Integration is Everything: CDR and Heavy Industry
In the second session, attention turned to embedding removals in heavy industry. Panelists emphasised that removals must become an economic asset within existing value chains, not a bolt-on cost. Biochar, carbon mineralisation, and biogenic carbon capture are already demonstrating win-win solutions that reduce emissions, provide new revenue streams, and make use of existing infrastructure.
Industry leaders and policymakers discussed how waste-to-energy plants, wastewater treatment systems, and the chemical sector can serve as platforms for removals, not just emitters.
The chemical sector, for instance, is facing steep decarbonisation costs—CDR may not improve their competitiveness immediately, but it’s becoming an unavoidable cost of doing business. “We cannot do it without CDR,” one panelist admitted. Yet another framed the opportunity more optimistically: CDR is a new value stream, a way to turn waste into revenue and resilience.

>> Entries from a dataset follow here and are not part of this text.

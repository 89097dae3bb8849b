pub const DARK_ROOT_CLASS: &str = "dark";

#[derive(Clone, Copy, Debug, Default, PartialEq, Eq)]
pub enum Theme {
    #[default]
    Light,
    Dark,
}

impl Theme {
    pub fn from_dark(dark: bool) -> Self {
        if dark {
            Self::Dark
        } else {
            Self::Light
        }
    }

    pub fn as_str(self) -> &'static str {
        match self {
            Self::Light => "light",
            Self::Dark => "dark",
        }
    }

    pub fn is_dark(self) -> bool {
        matches!(self, Self::Dark)
    }

    pub fn toggled(self) -> Self {
        match self {
            Self::Light => Self::Dark,
            Self::Dark => Self::Light,
        }
    }

    pub fn toggle_label(self) -> String {
        let next = self.toggled().as_str();
        format!("Switch to {next} theme")
    }

    /// Footer control text, naming the current mode.
    pub fn footer_label(self) -> &'static str {
        match self {
            Self::Light => "( • LIGHT )",
            Self::Dark => "( • DARK )",
        }
    }

    /// Marker class on the document root, if any.
    pub fn root_class(self) -> Option<&'static str> {
        self.is_dark().then_some(DARK_ROOT_CLASS)
    }
}

#[cfg(test)]
mod tests {
    use super::*;

    #[test]
    fn toggling_twice_restores_theme() {
        for theme in [Theme::Light, Theme::Dark] {
            assert_eq!(theme.toggled().toggled(), theme);
            assert_ne!(theme.toggled(), theme);
        }
    }

    #[test]
    fn labels_follow_current_theme() {
        assert_eq!(Theme::Dark.footer_label(), "( • DARK )");
        assert_eq!(Theme::Light.footer_label(), "( • LIGHT )");
        assert_eq!(Theme::Light.toggle_label(), "Switch to dark theme");
    }

    #[test]
    fn only_dark_sets_root_class() {
        assert_eq!(Theme::from_dark(true).root_class(), Some("dark"));
        assert_eq!(Theme::from_dark(false).root_class(), None);
    }
}
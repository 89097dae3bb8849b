//! View-state machines shared by the pages.
//!
//! Nothing in here touches the DOM: the frontend feeds geometry, clicks and
//! timer ticks in and renders whatever comes out.

pub mod carousel;
pub mod dropdown;
pub mod scroll_spy;
pub mod theme;
pub mod typewriter;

Espresso Pitches: Fast-Track Innovation in Hard-to-Abate Sectors
A dynamic addition to this session was the set of rapid-fire "espresso shot" pitches from five NEP members—Paebbl, Novocarbo, Flux, Planeteers, and Pronoe—each showing how their innovative technologies are already embedding carbon removals into hard-to-abate sectors. From carbon-storing construction materials to ocean alkalinity enhancement, the message was clear: carbon removals are not an isolated fix, but an integrated enabler of industrial transformation.
"Carbon is not the problem. It’s how we manage it. If we do it right, carbon can be life."
Venna von Lepel, Novocarbo
Governments Step Up: National Strategies in Motion
The third and final panel brought together government representatives from Austria, the Netherlands, the UK, and Switzerland, offering a rare view into national-level carbon removal strategies. These aren’t just plans—they’re roadmaps backed by budgets, legal frameworks, and bilateral agreements.
Austria, for example, is integrating CDR into its climate neutrality goal for 2040, seeking cost-effective solutions for its forestry-impacted regions. The Netherlands has laid out a clear pathway from pilot to full market integration. The UK is committing to contracts for difference (CFDs) to de-risk early projects. And Switzerland is positioning itself as both a global buyer and innovator—backing CDR with over CHF 100 million in support schemes.
Where do we go from here?
There’s still work to do—on infrastructure, standards, access to finance, and public perception. But there’s also no turning back. CDR is becoming part of Europe’s industrial DNA, not as a silver bullet, but as a necessary tool in a broad climate toolbox.
At NEP, we often say carbon removals are the “missing third leg” of the climate stool—alongside emissions reductions and adaptation. Without it, the balance is off. With it, we have a fighting chance at true climate neutrality.
The 2025 Summit showed us that Europe is not just waking up to this reality—it’s beginning to lead. The seeds have been planted. It’s time to grow a carbon removal economy that’s good for the climate, for industry, and for the people who depend on both.